3. COMPENSATION DURING THE TERM OF THIS AGREEMENT
3.1 Base Salary. As long as Executive satisfactorily performs all of his
obligations under this Agreement, the Company shall pay Executive an annual base
salary, payable in equal installments on the Company's regular payroll dates. As
of this date, Executive's annual base salary has been set at $600,000.96 (six
hundred thousand dollars and ninety-six cents). On an annual basis, the Company
shall review Executive's salary, but shall be under no obligation to increase
Executive's salary. Executive authorizes the Company to take such deductions and
withholdings from his salary as are required by law, directed by Executive, or
as reasonably directed by the Company for its employees, which deductions shall
include, without limitation, withholding for federal and state income taxes and
social security.
3.2 Benefits. Executive shall be entitled to fully participate in all of
the employee benefit plans and programs available to other high-level executives
of the Company, including, without limitation, health, dental, and life
insurance coverage for Executive and Executive's dependents, pension and profit
sharing programs, and vacation and sick leave benefits, the Amended and Restated
PacifiCare Health Systems, Inc. Savings and Profit-Sharing Plan, and the trust
agreement implemented pursuant thereto, adopted as of July 1999, the Company's
Statutory Restoration Plan and the Company's Deferred Compensation Plan. The
Company shall have the right to change, amend, modify, or terminate any existing
benefit plan or program, or to change any insurance company or modify any
insurance policy adopted incident to such existing benefit plan and program.

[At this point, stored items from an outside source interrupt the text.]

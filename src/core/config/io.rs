use crate::core::config::data::{path_display, Config};
use directories::ProjectDirs;
use std::error::Error as StdError;
use std::fmt;
use std::fs;
use std::io::Write;
use std::path::{Path, PathBuf};
use tempfile::NamedTempFile;

/// Errors that can occur when reading or writing the configuration file.
#[derive(Debug)]
pub enum ConfigError {
    /// No platform configuration directory could be determined.
    NoConfigDir,

    /// Failed to read the configuration file from disk.
    Read {
        path: PathBuf,
        source: std::io::Error,
    },

    /// The configuration file is not valid TOML for [`Config`].
    Parse {
        path: PathBuf,
        source: toml::de::Error,
    },

    /// Serializing or persisting the configuration failed.
    Write { path: PathBuf, reason: String },
}

impl fmt::Display for ConfigError {
    fn fmt(&self, f: &mut fmt::Formatter<'_>) -> fmt::Result {
        match self {
            ConfigError::NoConfigDir => {
                write!(f, "Could not determine a configuration directory")
            }
            ConfigError::Read { path, source } => {
                write!(f, "Failed to read config at {}: {}", path_display(path), source)
            }
            ConfigError::Parse { path, source } => {
                write!(f, "Failed to parse config at {}: {}", path_display(path), source)
            }
            ConfigError::Write { path, reason } => {
                write!(f, "Failed to write config at {}: {}", path_display(path), reason)
            }
        }
    }
}

impl StdError for ConfigError {
    fn source(&self) -> Option<&(dyn StdError + 'static)> {
        match self {
            ConfigError::Read { source, .. } => Some(source),
            ConfigError::Parse { source, .. } => Some(source),
            ConfigError::NoConfigDir | ConfigError::Write { .. } => None,
        }
    }
}

impl Config {
    /// Load from the platform config path; a missing file yields defaults.
    pub fn load() -> Result<Config, ConfigError> {
        Self::load_from_path(&Self::get_config_path()?)
    }

    pub fn save(&self) -> Result<PathBuf, ConfigError> {
        let path = Self::get_config_path()?;
        self.save_to_path(&path)?;
        Ok(path)
    }

    pub fn load_from_path(config_path: &Path) -> Result<Config, ConfigError> {
        if !config_path.exists() {
            return Ok(Config::default());
        }
        let contents = fs::read_to_string(config_path).map_err(|source| ConfigError::Read {
            path: config_path.to_path_buf(),
            source,
        })?;
        toml::from_str(&contents).map_err(|source| ConfigError::Parse {
            path: config_path.to_path_buf(),
            source,
        })
    }

    /// Write atomically: a temp file in the target directory is synced and
    /// then renamed over the destination.
    pub fn save_to_path(&self, config_path: &Path) -> Result<(), ConfigError> {
        let write_error = |reason: String| ConfigError::Write {
            path: config_path.to_path_buf(),
            reason,
        };

        let parent = config_path
            .parent()
            .filter(|dir| !dir.as_os_str().is_empty());
        if let Some(dir) = parent {
            fs::create_dir_all(dir).map_err(|err| write_error(err.to_string()))?;
        }

        let contents = toml::to_string_pretty(self).map_err(|err| write_error(err.to_string()))?;
        let mut temp_file = match parent {
            Some(dir) => NamedTempFile::new_in(dir),
            None => NamedTempFile::new(),
        }
        .map_err(|err| write_error(err.to_string()))?;

        temp_file
            .write_all(contents.as_bytes())
            .map_err(|err| write_error(err.to_string()))?;
        temp_file
            .as_file_mut()
            .sync_all()
            .map_err(|err| write_error(err.to_string()))?;
        temp_file
            .persist(config_path)
            .map_err(|err| write_error(err.to_string()))?;
        Ok(())
    }

    pub fn get_config_path() -> Result<PathBuf, ConfigError> {
        let proj_dirs =
            ProjectDirs::from("org", "wayfarer", "wayfarer").ok_or(ConfigError::NoConfigDir)?;
        Ok(proj_dirs.config_dir().join("config.toml"))
    }
}
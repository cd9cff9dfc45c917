// ABOUTME: Background heart-rate polling task publishing snapshots through a watch channel
// ABOUTME: Polls on a fixed interval independently of frame delivery and stops on shutdown or drop
//
// SPDX-License-Identifier: MIT OR Apache-2.0
// Copyright (c) 2025 Pierre Fitness Intelligence

use super::source::HeartRateSource;
use super::tracker::{HeartRateSnapshot, LastValidHeartRate};
use std::sync::Arc;
use std::time::Duration;
use tokio::sync::{mpsc, watch};
use tokio::task::JoinHandle;
use tokio::time::{self, MissedTickBehavior};
use tracing::{debug, info};

/// Handle to a running poll loop
///
/// Readers call [`HeartRatePoller::latest`] whenever they need a value; the
/// loop never waits on them.
#[derive(Debug)]
pub struct HeartRatePoller {
    snapshots: watch::Receiver<HeartRateSnapshot>,
    shutdown_tx: mpsc::Sender<()>,
    handle: JoinHandle<()>,
}

impl HeartRatePoller {
    /// Start polling `source` every `interval`
    ///
    /// Must be called from within a tokio runtime.
    pub fn spawn(
        source: Arc<dyn HeartRateSource>,
        interval: Duration,
        warning_threshold: u32,
    ) -> Self {
        let (snapshot_tx, snapshots) = watch::channel(HeartRateSnapshot::default());
        let (shutdown_tx, mut shutdown_rx) = mpsc::channel::<()>(1);

        let handle = tokio::spawn(async move {
            let mut tracker = LastValidHeartRate::new(warning_threshold);
            let mut ticker = time::interval(interval);
            ticker.set_missed_tick_behavior(MissedTickBehavior::Delay);
            info!(interval_ms = interval.as_millis(), "heart-rate polling started");

            loop {
                tokio::select! {
                    _ = ticker.tick() => {
                        let result = source.fetch().await;
                        let snapshot = tracker.apply(&result);
                        if snapshot_tx.send(snapshot).is_err() {
                            debug!("heart-rate readers gone");
                            break;
                        }
                    }
                    _ = shutdown_rx.recv() => {
                        debug!("heart-rate poller received shutdown signal");
                        break;
                    }
                }
            }
            info!("heart-rate polling stopped");
        });

        Self {
            snapshots,
            shutdown_tx,
            handle,
        }
    }

    /// Most recent snapshot
    #[must_use]
    pub fn latest(&self) -> HeartRateSnapshot {
        *self.snapshots.borrow()
    }

    /// A receiver for callers that want to await new snapshots
    #[must_use]
    pub fn subscribe(&self) -> watch::Receiver<HeartRateSnapshot> {
        self.snapshots.clone()
    }

    /// Stop polling and wait for the task to exit
    pub async fn shutdown(self) {
        // A full channel or a finished task both mean the loop is stopping
        let _ = self.shutdown_tx.try_send(());
        let _ = self.handle.await;
    }
}
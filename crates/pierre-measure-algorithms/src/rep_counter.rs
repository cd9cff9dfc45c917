// ABOUTME: Sit-up repetition counter turning a torso angle signal into down/up phases and reps
// ABOUTME: Median smoothing, calibration window, rolling percentile thresholds, dwell and refractory
//
// SPDX-License-Identifier: MIT OR Apache-2.0
// Copyright (c) 2025 Pierre Fitness Intelligence

//! Repetition counter / phase machine
//!
//! The input is the shoulder-hip-knee angle: large when lying down, small
//! when curled up. One repetition is `down -> up -> down`, credited on the
//! return to `down`.
//!
//! ## Thresholds
//!
//! 1. Raw angles are smoothed with a median over the last 5 samples.
//! 2. For the first `calibrate_ms` after the first sample (and after any
//!    re-calibration) the counter only collects the largest and smallest
//!    smoothed angle; no transition fires.
//! 3. Once the rolling `roll_window_ms` history holds at least 8 samples,
//!    `down = p80 - margin` and `up = p20 + margin`, each tightened towards
//!    the calibrated extremes (`max_down - margin`, `min_up + margin`)
//!    whichever is stricter. A gap below `min_gap_deg` is re-centred on the
//!    midpoint, then down is clamped to `[80, 160]` and up to `[30, 110]`.
//! 4. With fewer samples the calibrated extremes alone give the thresholds.
//!
//! ## Debounce
//!
//! A phase change needs `hold_ms` of dwell since the previous change; after a
//! credited rep the counter ignores input for `refractory_ms`.

use pierre_measure_core::constants::situp;
use pierre_measure_core::errors::{AppError, AppResult};
use serde::{Deserialize, Serialize};
use std::collections::VecDeque;
use tracing::debug;

/// Rep counter tuning
#[derive(Debug, Clone, Copy, PartialEq, Serialize, Deserialize)]
pub struct RepCounterConfig {
    /// Minimum dwell after a phase change
    #[serde(default = "default_hold_ms")]
    pub hold_ms: u64,
    /// Dead time after a credited rep
    #[serde(default = "default_refractory_ms")]
    pub refractory_ms: u64,
    /// Calibration window length
    #[serde(default = "default_calibrate_ms")]
    pub calibrate_ms: u64,
    /// Rolling history length
    #[serde(default = "default_roll_window_ms")]
    pub roll_window_ms: u64,
    /// Median smoothing window in samples
    #[serde(default = "default_smoothing_window")]
    pub smoothing_window: usize,
    /// History samples needed for percentile thresholds
    #[serde(default = "default_min_history")]
    pub min_history_samples: usize,
    /// Upper percentile for the down threshold
    #[serde(default = "default_p_high")]
    pub p_high: f64,
    /// Lower percentile for the up threshold
    #[serde(default = "default_p_low")]
    pub p_low: f64,
    /// Down threshold before any sample arrives
    #[serde(default = "default_down_deg")]
    pub default_down_deg: f64,
    /// Up threshold before any sample arrives
    #[serde(default = "default_up_deg")]
    pub default_up_deg: f64,
    /// Minimum down/up separation
    #[serde(default = "default_min_gap_deg")]
    pub min_gap_deg: f64,
    /// Margin pulled in from extremes and percentiles
    #[serde(default = "default_margin_deg")]
    pub margin_deg: f64,
    /// Yaw shift that restarts calibration; `None` disables yaw tracking
    #[serde(default)]
    pub recalibrate_yaw_deg: Option<f64>,
}

const fn default_hold_ms() -> u64 {
    situp::HOLD_MS
}

const fn default_refractory_ms() -> u64 {
    situp::REFRACTORY_MS
}

const fn default_calibrate_ms() -> u64 {
    situp::AUTO_CALIBRATE_MS
}

const fn default_roll_window_ms() -> u64 {
    situp::ROLL_WINDOW_MS
}

const fn default_smoothing_window() -> usize {
    situp::SMOOTHING_WINDOW
}

const fn default_min_history() -> usize {
    situp::MIN_HISTORY_SAMPLES
}

const fn default_p_high() -> f64 {
    situp::P_HIGH
}

const fn default_p_low() -> f64 {
    situp::P_LOW
}

const fn default_down_deg() -> f64 {
    situp::DEFAULT_DOWN_DEG
}

const fn default_up_deg() -> f64 {
    situp::DEFAULT_UP_DEG
}

const fn default_min_gap_deg() -> f64 {
    situp::MIN_GAP_DEG
}

const fn default_margin_deg() -> f64 {
    situp::MARGIN_DEG
}

impl Default for RepCounterConfig {
    fn default() -> Self {
        Self {
            hold_ms: default_hold_ms(),
            refractory_ms: default_refractory_ms(),
            calibrate_ms: default_calibrate_ms(),
            roll_window_ms: default_roll_window_ms(),
            smoothing_window: default_smoothing_window(),
            min_history_samples: default_min_history(),
            p_high: default_p_high(),
            p_low: default_p_low(),
            default_down_deg: default_down_deg(),
            default_up_deg: default_up_deg(),
            min_gap_deg: default_min_gap_deg(),
            margin_deg: default_margin_deg(),
            recalibrate_yaw_deg: None,
        }
    }
}

impl RepCounterConfig {
    /// Validate tuning
    ///
    /// # Errors
    ///
    /// Returns a config error for an empty smoothing window, percentiles
    /// outside `[0, 1]` or not ordered low-to-high, defaults with up above
    /// down, or a zero rolling window.
    pub fn validate(&self) -> AppResult<()> {
        if self.smoothing_window == 0 {
            return Err(AppError::config("smoothing window must hold at least one sample"));
        }
        if self.roll_window_ms == 0 {
            return Err(AppError::config("rolling window must be positive"));
        }
        let unit = 0.0..=1.0;
        if !unit.contains(&self.p_low) || !unit.contains(&self.p_high) || self.p_low >= self.p_high {
            return Err(AppError::config(format!(
                "percentiles must satisfy 0 <= p_low < p_high <= 1, got {} and {}",
                self.p_low, self.p_high
            )));
        }
        if self.default_up_deg.is_nan() || self.default_up_deg >= self.default_down_deg {
            return Err(AppError::config(format!(
                "default up threshold {} must be below down threshold {}",
                self.default_up_deg, self.default_down_deg
            )));
        }
        Ok(())
    }
}

/// Counter phase
#[derive(Debug, Clone, Copy, PartialEq, Eq, Default, Serialize, Deserialize)]
#[serde(rename_all = "snake_case")]
pub enum RepPhase {
    /// Lying back, large angle
    #[default]
    Down,
    /// Curled up, small angle
    Up,
}

/// Active angle thresholds in degrees
#[derive(Debug, Clone, Copy, PartialEq, Serialize, Deserialize)]
pub struct RepThresholds {
    /// Angle at or above which `up -> down` fires
    pub down: f64,
    /// Angle at or below which `down -> up` fires
    pub up: f64,
}

/// Counter output after one sample
#[derive(Debug, Clone, Copy, PartialEq, Serialize, Deserialize)]
pub struct RepUpdate {
    /// Phase after this sample
    pub phase: RepPhase,
    /// Total reps
    pub reps: u32,
    /// Smoothed angle, `None` for a skipped sample
    pub smoothed_angle: Option<f64>,
    /// Thresholds used, `None` for a skipped sample
    pub thresholds: Option<RepThresholds>,
    /// Calibration window has finished
    pub calibrated: bool,
    /// This sample credited a rep
    pub counted: bool,
}

#[derive(Debug, Clone, Copy, PartialEq)]
struct Calibration {
    collecting: bool,
    started_at_ms: Option<u64>,
    max_down: Option<f64>,
    min_up: Option<f64>,
}

impl Calibration {
    const fn new() -> Self {
        Self {
            collecting: true,
            started_at_ms: None,
            max_down: None,
            min_up: None,
        }
    }

    fn restart(&mut self, angle: f64, now_ms: u64) {
        self.collecting = true;
        self.started_at_ms = Some(now_ms);
        self.max_down = Some(angle);
        self.min_up = Some(angle);
    }
}

/// Sit-up repetition counter for one run
#[derive(Debug, Clone)]
pub struct RepCounter {
    config: RepCounterConfig,
    phase: RepPhase,
    reps: u32,
    last_change_ms: Option<u64>,
    refractory_until_ms: Option<u64>,
    calibration: Calibration,
    yaw_deg: Option<f64>,
    smoothing: VecDeque<f64>,
    history: VecDeque<(u64, f64)>,
}

impl RepCounter {
    /// Build a counter in `down` with zero reps
    ///
    /// # Errors
    ///
    /// Returns a config error if `config` fails validation.
    pub fn new(config: RepCounterConfig) -> AppResult<Self> {
        config.validate()?;
        Ok(Self {
            smoothing: VecDeque::with_capacity(config.smoothing_window),
            config,
            phase: RepPhase::Down,
            reps: 0,
            last_change_ms: None,
            refractory_until_ms: None,
            calibration: Calibration::new(),
            yaw_deg: None,
            history: VecDeque::new(),
        })
    }

    /// Total reps
    #[must_use]
    pub const fn reps(&self) -> u32 {
        self.reps
    }

    /// Current phase
    #[must_use]
    pub const fn phase(&self) -> RepPhase {
        self.phase
    }

    /// Calibration window has finished
    #[must_use]
    pub const fn is_calibrated(&self) -> bool {
        !self.calibration.collecting
    }

    fn smooth(&mut self, angle: f64) -> f64 {
        self.smoothing.push_back(angle);
        while self.smoothing.len() > self.config.smoothing_window {
            self.smoothing.pop_front();
        }
        let mut sorted: Vec<f64> = self.smoothing.iter().copied().collect();
        sorted.sort_by(f64::total_cmp);
        sorted[sorted.len() / 2]
    }

    fn record_history(&mut self, now_ms: u64, angle: f64) {
        self.history.push_back((now_ms, angle));
        let cutoff = now_ms.saturating_sub(self.config.roll_window_ms);
        while self.history.front().is_some_and(|(t, _)| *t < cutoff) {
            self.history.pop_front();
        }
    }

    fn track_yaw(&mut self, yaw_deg: Option<f64>, angle: f64, now_ms: u64) {
        let (Some(limit), Some(yaw)) = (self.config.recalibrate_yaw_deg, yaw_deg) else {
            return;
        };
        if !yaw.is_finite() {
            return;
        }
        let reference = *self.yaw_deg.get_or_insert(yaw);
        if (yaw - reference).abs() >= limit {
            debug!(from = reference, to = yaw, "yaw shift, recalibrating rep counter");
            self.calibration.restart(angle, now_ms);
        }
        self.yaw_deg = Some(yaw);
    }

    fn calibrate(&mut self, angle: f64, now_ms: u64) {
        let calibration = &mut self.calibration;
        if !calibration.collecting {
            return;
        }
        let started = *calibration.started_at_ms.get_or_insert(now_ms);
        calibration.max_down = Some(calibration.max_down.map_or(angle, |m| m.max(angle)));
        calibration.min_up = Some(calibration.min_up.map_or(angle, |m| m.min(angle)));
        if now_ms.saturating_sub(started) >= self.config.calibrate_ms {
            calibration.collecting = false;
            debug!(
                max_down = ?calibration.max_down,
                min_up = ?calibration.min_up,
                "rep counter calibrated"
            );
        }
    }

    fn percentile(sorted: &[f64], p: f64) -> f64 {
        let last = sorted.len().saturating_sub(1);
        let index = ((p * last as f64).floor() as usize).min(last);
        sorted[index]
    }

    fn recentre(&self, down: f64, up: f64) -> (f64, f64) {
        if down - up < self.config.min_gap_deg {
            let mid = (down + up) / 2.0;
            let half = self.config.min_gap_deg / 2.0;
            (mid + half, mid - half)
        } else {
            (down, up)
        }
    }

    /// Thresholds implied by the current history and calibration
    #[must_use]
    pub fn thresholds(&self) -> RepThresholds {
        let margin = self.config.margin_deg;
        let extremes = self.calibration.max_down.zip(self.calibration.min_up);

        if self.history.len() >= self.config.min_history_samples {
            let mut recent: Vec<f64> = self.history.iter().map(|(_, a)| *a).collect();
            recent.sort_by(f64::total_cmp);
            let mut down = Self::percentile(&recent, self.config.p_high) - margin;
            let mut up = Self::percentile(&recent, self.config.p_low) + margin;
            if let Some((max_down, min_up)) = extremes {
                down = down.max(max_down - margin);
                up = up.min(min_up + margin);
            }
            let (down, up) = self.recentre(down, up);
            RepThresholds {
                down: down.clamp(situp::DOWN_MIN_DEG, situp::DOWN_MAX_DEG),
                up: up.clamp(situp::UP_MIN_DEG, situp::UP_MAX_DEG),
            }
        } else if let Some((max_down, min_up)) = extremes {
            let (down, up) = self.recentre(max_down - margin, min_up + margin);
            RepThresholds { down, up }
        } else {
            RepThresholds {
                down: self.config.default_down_deg,
                up: self.config.default_up_deg,
            }
        }
    }

    /// Feed one angle sample
    ///
    /// A non-finite angle is skipped without touching any state. `yaw_deg`
    /// only matters when yaw re-calibration is configured.
    pub fn update(&mut self, angle_deg: f64, now_ms: u64, yaw_deg: Option<f64>) -> RepUpdate {
        if !angle_deg.is_finite() {
            return RepUpdate {
                phase: self.phase,
                reps: self.reps,
                smoothed_angle: None,
                thresholds: None,
                calibrated: self.is_calibrated(),
                counted: false,
            };
        }

        let angle = self.smooth(angle_deg);
        self.record_history(now_ms, angle);
        self.track_yaw(yaw_deg, angle, now_ms);
        self.calibrate(angle, now_ms);

        let thresholds = self.thresholds();
        let counted = self.transition(angle, now_ms, thresholds);

        RepUpdate {
            phase: self.phase,
            reps: self.reps,
            smoothed_angle: Some(angle),
            thresholds: Some(thresholds),
            calibrated: self.is_calibrated(),
            counted,
        }
    }

    /// Counting is held off until calibration has finished
    fn transition(&mut self, angle: f64, now_ms: u64, thresholds: RepThresholds) -> bool {
        if self.calibration.collecting {
            return false;
        }
        if self.refractory_until_ms.is_some_and(|until| now_ms < until) {
            return false;
        }
        let hold_ms = self.config.hold_ms;
        if self
            .last_change_ms
            .is_some_and(|last| now_ms.saturating_sub(last) <= hold_ms)
        {
            return false;
        }

        match self.phase {
            RepPhase::Down if angle <= thresholds.up => {
                self.phase = RepPhase::Up;
                self.last_change_ms = Some(now_ms);
                debug!(angle, up = thresholds.up, "rep phase up");
                false
            }
            RepPhase::Up if angle >= thresholds.down => {
                self.phase = RepPhase::Down;
                self.last_change_ms = Some(now_ms);
                self.reps += 1;
                self.refractory_until_ms = Some(now_ms + self.config.refractory_ms);
                debug!(angle, down = thresholds.down, reps = self.reps, "rep counted");
                true
            }
            _ => false,
        }
    }

    /// Clear phase, calibration, buffers and reps
    pub fn reset(&mut self) {
        self.phase = RepPhase::Down;
        self.reps = 0;
        self.last_change_ms = None;
        self.refractory_until_ms = None;
        self.calibration = Calibration::new();
        self.yaw_deg = None;
        self.smoothing.clear();
        self.history.clear();
    }
}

3.3 Automobile Allowance. The Company shall provide Executive with an
$850.00 (eight hundred fifty dollar) per month automobile allowance. The Company
shall furnish Executive with a cellular telephone. Executive shall provide and
maintain automobile insurance for Executive's car including collision,
comprehensive liability, personal and property damage, and uninsured and
underinsured motorist coverage in amounts customarily obtained to cover such
contingencies in the State of California. Executive shall provide proof of such
coverage to the Company upon the Company's request.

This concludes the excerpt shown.